Я правда боялась, что те двое вернутся и приведут с собой кого-нибудь еще. Боялась, что кто-нибудь подкараулит Даню в темном переулке.

Стас полоснул меня острым, что лезвие, взглядом. И я невольно вжалась в сидение, втянула голову в плечи, потому что такого Стаса я не знала. Такого…боялась тоже.

— Разведись и пошли на хер этого ушлепка, — бросил с тихой яростью, которая выросла между нами наэлектризованной стеной.

— Думаешь, их это остановит? — скривила губы в усмешке.

Стас лишь покачал головой. Он все понимал, потому что знал кредитора моего мужа. А возможно сам им был.

— Я не имею никакого отношения к этому, — словно прочитал мои мысли.

А я лишь дернула плечом. У меня такой уверенности не было. Что я знала о Стасе? Ничего. Ни тогда, ни сейчас.

— Блядь, Ева! — рявкнул так, что у меня едва не лопнули барабанные перепонки.

Зажала уши ладонями, мысленно сосчитала до пяти, выдохнула, медленно, кольцо за кольцом, распуская сжавшуюся пружину страха. Не позволяя приступу скрутить мое тело. Хорошо, что догадалась выпить таблетки. Выдохнула и спокойно встретила его взбешенный взгляд.

— Не кричи на меня, Стас, — попросила тихо. — Никогда не кричи на меня…пожалуйста.

— Что с тобой, Ева? — сипло, вымывая бешенство тревогой.

Вздохнула.

— Я устала. И жить хочу, Стас. Просто жить.

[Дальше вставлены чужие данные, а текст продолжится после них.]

//! Decoded images.
//!
//! Two pixel formats are supported: [`PixelFormat::Ci8`] (8-bit palette
//! indices plus a palette of up to 256 ARGB32 entries) and
//! [`PixelFormat::Argb32`] (native-endian `0xAARRGGBB` words stored as
//! little-endian bytes). Rows are `stride` bytes apart; the stride may
//! exceed `width × bytes_per_pixel`.
//!
//! Pixel storage comes from an [`ImageBackend`] built by a
//! [`BackendFactory`]. The factory is passed in at creation time; images
//! derived from an existing one (`dup`, `resized`) reuse its factory.

pub mod anim;
pub mod decoder;

pub use anim::{AnimDelay, IconAnimData};

/// Pixel format of an [`Image`].
#[derive(Debug, Clone, Copy, PartialEq, Eq)]
pub enum PixelFormat {
    Ci8,
    Argb32,
}

impl PixelFormat {
    pub fn bytes_per_pixel(self) -> usize {
        match self {
            PixelFormat::Ci8 => 1,
            PixelFormat::Argb32 => 4,
        }
    }
}

/// Significant bits per channel in the decoded data.
#[derive(Debug, Clone, Copy, PartialEq, Eq, Default)]
pub struct Sbit {
    pub red: u8,
    pub green: u8,
    pub blue: u8,
    pub gray: u8,
    pub alpha: u8,
}

/// Vertical alignment for [`Image::resized`].
#[derive(Debug, Clone, Copy, PartialEq, Eq)]
pub enum VAlign {
    Top,
    Center,
    Bottom,
}

/// Pixel storage for an image.
pub trait ImageBackend: Send + Sync {
    /// Bytes between the starts of consecutive rows.
    fn stride(&self) -> usize;
    fn data(&self) -> &[u8];
    fn data_mut(&mut self) -> &mut [u8];
}

/// Builds pixel storage for a `width × height` image of `format`.
pub type BackendFactory = fn(width: u32, height: u32, format: PixelFormat) -> Box<dyn ImageBackend>;

/// Heap-backed storage with rows aligned to 16 bytes.
#[derive(Debug)]
pub struct VecBackend {
    stride: usize,
    data: Vec<u8>,
}

impl ImageBackend for VecBackend {
    fn stride(&self) -> usize {
        self.stride
    }

    fn data(&self) -> &[u8] {
        &self.data
    }

    fn data_mut(&mut self) -> &mut [u8] {
        &mut self.data
    }
}

/// The default [`BackendFactory`].
pub fn vec_backend(width: u32, height: u32, format: PixelFormat) -> Box<dyn ImageBackend> {
    let row = width as usize * format.bytes_per_pixel();
    let stride = (row + 15) & !15;
    Box::new(VecBackend {
        stride,
        data: vec![0u8; stride * height as usize],
    })
}

/// A decoded image.
pub struct Image {
    width: u32,
    height: u32,
    format: PixelFormat,
    factory: BackendFactory,
    backend: Box<dyn ImageBackend>,
    palette: Vec<u32>,
    tr_idx: Option<u8>,
    sbit: Option<Sbit>,
}

impl Image {
    /// Create a zero-filled image with the default backend.
    pub fn new(width: u32, height: u32, format: PixelFormat) -> Self {
        Self::with_factory(vec_backend, width, height, format)
    }

    /// Create a zero-filled image using `factory` for pixel storage.
    ///
    /// CI8 images start with a 256-entry all-zero palette.
    pub fn with_factory(
        factory: BackendFactory,
        width: u32,
        height: u32,
        format: PixelFormat,
    ) -> Self {
        let backend = factory(width, height, format);
        debug_assert!(backend.stride() >= width as usize * format.bytes_per_pixel());
        let palette = match format {
            PixelFormat::Ci8 => vec![0; 256],
            PixelFormat::Argb32 => Vec::new(),
        };
        Self {
            width,
            height,
            format,
            factory,
            backend,
            palette,
            tr_idx: None,
            sbit: None,
        }
    }

    pub fn width(&self) -> u32 {
        self.width
    }

    pub fn height(&self) -> u32 {
        self.height
    }

    pub fn format(&self) -> PixelFormat {
        self.format
    }

    pub fn stride(&self) -> usize {
        self.backend.stride()
    }

    /// Bytes of pixel data in one row, excluding padding.
    pub fn row_bytes(&self) -> usize {
        self.width as usize * self.format.bytes_per_pixel()
    }

    pub fn data(&self) -> &[u8] {
        self.backend.data()
    }

    pub fn data_mut(&mut self) -> &mut [u8] {
        self.backend.data_mut()
    }

    /// Pixel bytes of row `y`, excluding padding.
    pub fn row(&self, y: u32) -> &[u8] {
        let start = y as usize * self.stride();
        &self.data()[start..start + self.row_bytes()]
    }

    pub fn row_mut(&mut self, y: u32) -> &mut [u8] {
        let start = y as usize * self.stride();
        let len = self.row_bytes();
        &mut self.data_mut()[start..start + len]
    }

    /// Palette entries (CI8 only; empty for ARGB32).
    pub fn palette(&self) -> &[u32] {
        &self.palette
    }

    pub fn palette_mut(&mut self) -> &mut [u32] {
        &mut self.palette
    }

    /// Palette index treated as fully transparent.
    pub fn tr_idx(&self) -> Option<u8> {
        self.tr_idx
    }

    pub fn set_tr_idx(&mut self, idx: Option<u8>) {
        self.tr_idx = idx;
    }

    pub fn sbit(&self) -> Option<Sbit> {
        self.sbit
    }

    pub fn set_sbit(&mut self, sbit: Option<Sbit>) {
        self.sbit = sbit;
    }

    /// Write one ARGB32 pixel. Only valid for ARGB32 images.
    pub fn set_argb(&mut self, x: u32, y: u32, argb: u32) {
        debug_assert_eq!(self.format, PixelFormat::Argb32);
        let off = x as usize * 4;
        self.row_mut(y)[off..off + 4].copy_from_slice(&argb.to_le_bytes());
    }

    /// Read one pixel as ARGB32, resolving palette indices.
    pub fn argb(&self, x: u32, y: u32) -> u32 {
        let row = self.row(y);
        match self.format {
            PixelFormat::Ci8 => self.palette[row[x as usize] as usize],
            PixelFormat::Argb32 => {
                let off = x as usize * 4;
                u32::from_le_bytes([row[off], row[off + 1], row[off + 2], row[off + 3]])
            }
        }
    }

    /// Deep copy, including palette and metadata.
    pub fn dup(&self) -> Image {
        let mut out = Image::with_factory(self.factory, self.width, self.height, self.format);
        for y in 0..self.height {
            out.row_mut(y).copy_from_slice(self.row(y));
        }
        out.palette.clone_from(&self.palette);
        out.tr_idx = self.tr_idx;
        out.sbit = self.sbit;
        out
    }

    /// Copy into a `width × height` canvas without scaling.
    ///
    /// The image is left-aligned and placed vertically per `align`; the
    /// part that does not fit is cropped. New area is filled with `bg`
    /// (ARGB32) or with the transparent index, else index 0 (CI8).
    pub fn resized(&self, width: u32, height: u32, align: VAlign, bg: u32) -> Image {
        let mut out = Image::with_factory(self.factory, width, height, self.format);
        out.palette.clone_from(&self.palette);
        out.tr_idx = self.tr_idx;
        out.sbit = self.sbit;

        match self.format {
            PixelFormat::Ci8 => {
                let fill = self.tr_idx.unwrap_or(0);
                for y in 0..height {
                    out.row_mut(y).fill(fill);
                }
            }
            PixelFormat::Argb32 => {
                for y in 0..height {
                    for x in 0..width {
                        out.set_argb(x, y, bg);
                    }
                }
            }
        }

        let copy_h = self.height.min(height);
        let copy_bytes = self.width.min(width) as usize * self.format.bytes_per_pixel();
        let (src_y, dst_y) = match align {
            VAlign::Top => (0, 0),
            VAlign::Bottom if height < self.height => (self.height - height, 0),
            VAlign::Bottom => (0, height - self.height),
            VAlign::Center if height < self.height => ((self.height - height) / 2, 0),
            VAlign::Center => (0, (height - self.height) / 2),
        };
        for i in 0..copy_h {
            let src = &self.row(src_y + i)[..copy_bytes];
            out.row_mut(dst_y + i)[..copy_bytes].copy_from_slice(src);
        }
        out
    }
}

impl std::fmt::Debug for Image {
    fn fmt(&self, f: &mut std::fmt::Formatter<'_>) -> std::fmt::Result {
        f.debug_struct("Image")
            .field("width", &self.width)
            .field("height", &self.height)
            .field("format", &self.format)
            .field("stride", &self.stride())
            .field("tr_idx", &self.tr_idx)
            .finish_non_exhaustive()
    }
}

#[cfg(test)]
mod tests {
    use super::*;

    fn gradient_ci8(w: u32, h: u32) -> Image {
        let mut img = Image::new(w, h, PixelFormat::Ci8);
        for y in 0..h {
            for (x, px) in img.row_mut(y).iter_mut().enumerate() {
                *px = (y * w + x as u32) as u8;
            }
        }
        for (i, c) in img.palette_mut().iter_mut().enumerate() {
            *c = 0xFF00_0000 | (i as u32 * 0x010101);
        }
        img.set_tr_idx(Some(0));
        img
    }

    fn gradient_argb(w: u32, h: u32) -> Image {
        let mut img = Image::new(w, h, PixelFormat::Argb32);
        for y in 0..h {
            for x in 0..w {
                img.set_argb(x, y, 0xFF00_0000 | (y << 8) | x);
            }
        }
        img
    }

    #[test]
    fn stride_is_padded() {
        let img = Image::new(5, 2, PixelFormat::Argb32);
        assert_eq!(img.row_bytes(), 20);
        assert_eq!(img.stride(), 32);
        assert_eq!(img.data().len(), 64);
    }

    #[test]
    fn dup_matches_ci8_and_palette() {
        let img = gradient_ci8(7, 5);
        let copy = img.dup();
        for y in 0..5 {
            assert_eq!(img.row(y), copy.row(y));
        }
        assert_eq!(img.palette(), copy.palette());
        assert_eq!(copy.tr_idx(), Some(0));
    }

    #[test]
    fn dup_matches_argb32() {
        let img = gradient_argb(9, 3);
        let copy = img.dup();
        for y in 0..3 {
            assert_eq!(img.row(y), copy.row(y));
        }
    }

    #[test]
    fn resized_top_and_bottom_crop() {
        let img = gradient_argb(8, 8);

        let top = img.resized(8, 4, VAlign::Top, 0);
        for y in 0..4 {
            assert_eq!(top.row(y), img.row(y));
        }

        let bottom = img.resized(8, 4, VAlign::Bottom, 0);
        for y in 0..4 {
            assert_eq!(bottom.row(y), img.row(y + 4));
        }
    }

    #[test]
    fn grow_then_crop_back_is_identity() {
        let img = gradient_ci8(6, 4);

        let grown = img.resized(10, 12, VAlign::Top, 0);
        let back = grown.resized(6, 4, VAlign::Top, 0);
        for y in 0..4 {
            assert_eq!(back.row(y), img.row(y));
        }

        let grown = img.resized(6, 12, VAlign::Bottom, 0);
        assert_eq!(grown.row(11), img.row(3));
        assert!(grown.row(0).iter().all(|&p| p == 0));
        let back = grown.resized(6, 4, VAlign::Bottom, 0);
        for y in 0..4 {
            assert_eq!(back.row(y), img.row(y));
        }
    }

    #[test]
    fn resized_fills_background() {
        let img = gradient_argb(2, 2);
        let grown = img.resized(4, 2, VAlign::Top, 0x1234_5678);
        assert_eq!(grown.argb(3, 1), 0x1234_5678);
        assert_eq!(grown.argb(1, 1), img.argb(1, 1));
    }

    fn tight_backend(width: u32, height: u32, format: PixelFormat) -> Box<dyn ImageBackend> {
        let stride = width as usize * format.bytes_per_pixel();
        Box::new(VecBackend {
            stride,
            data: vec![0; stride * height as usize],
        })
    }

    #[test]
    fn injected_factory_is_reused() {
        let img = Image::with_factory(tight_backend, 3, 3, PixelFormat::Ci8);
        assert_eq!(img.stride(), 3);
        assert_eq!(img.dup().stride(), 3);
        assert_eq!(img.resized(5, 1, VAlign::Top, 0).stride(), 5);
    }
}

Поэтому давай решим все сейчас и…

— Два месяца, Бабочка, — перебил, отвернувшись от меня.

Растер ладонью лицо, сжал и разжал пальцы, пошевелил, растопырив. Разминал. И меня снова замкнуло на них. Длинные, с аккуратно остриженными ногтями, красивые и нереально нежные. Тело тут же отозвалось теплом. Тело помнило их прикосновения и хотело еще. А я, глупая, не верила, что собственное тело может предавать и желать мужчину, которому я была нужна лишь в качестве трофея. Вот и настал его час.

— Если через два месяца ты захочешь уйти, — сделал глубокий вдох и с шумом выдохнул, — держать не стану. А если передумаешь, тогда мы обсудим, — хмыкнул, словно его вдруг развеселили собственные слова, — новые условия.

— А сейчас? — сглотнула, потому что колючий комок никак не хотел проглатываться. А в голове только одна мысль: он что, хочет, чтобы я осталась насовсем? И эта мысль била по вискам, отдавая гулким эхом в затылке. И собственные слова звучали, как сквозь вату. — А сейчас какие условия?

— Все просто, Бабочка, — улыбнулся, завел мотор. — Ты делаешь все, что я захочу в любом месте и в любое время. И мне будет похер, хочешь ты этого или нет. Это первое. А второе… Ты разводишься и переезжаешь ко мне. С остальным я разберусь. Устраивает такой расклад?

Кивнула, даже не сомневаясь, что Стас видел мой «ответ», хоть и смотрел на дорогу, плавно входя в поворот, оставляя позади мой дом и мою прежнюю жизнь.

— И что дальше? — все-таки решилась спросить я, прекрасно понимая, что он имел в виду под первым условием. Только силой воли сдержалась, чтобы не добавить: мне сейчас раздеться или ты довезешь меня хотя бы до гостиницы?

— Дальше? — и снова губы растянулись в шальной улыбке, возвращая мне прежнего Стаса, в которого я влюбилась десять лет назад. — А дальше мы будем жить, Ева. Просто жить. Я только позвоню кое-кому и начнем, Бабочка. — И поймав  мое изумление: — Просто доверься мне.

А разве у меня был выход? Нет и он прекрасно это знал. Так что я скинула босоножки, забралась в кресло с ногами и уставилась в окно.

Стас действительно кому-то звонил, но в суть разговора я не вникала. Да и не хотела. В голове шумело и нервное перенапряжение брало свое: тело ломило, глаза слипались. Но я упорно гнала от себя сон, потому что вдруг стало любопытно, что задумал Стас.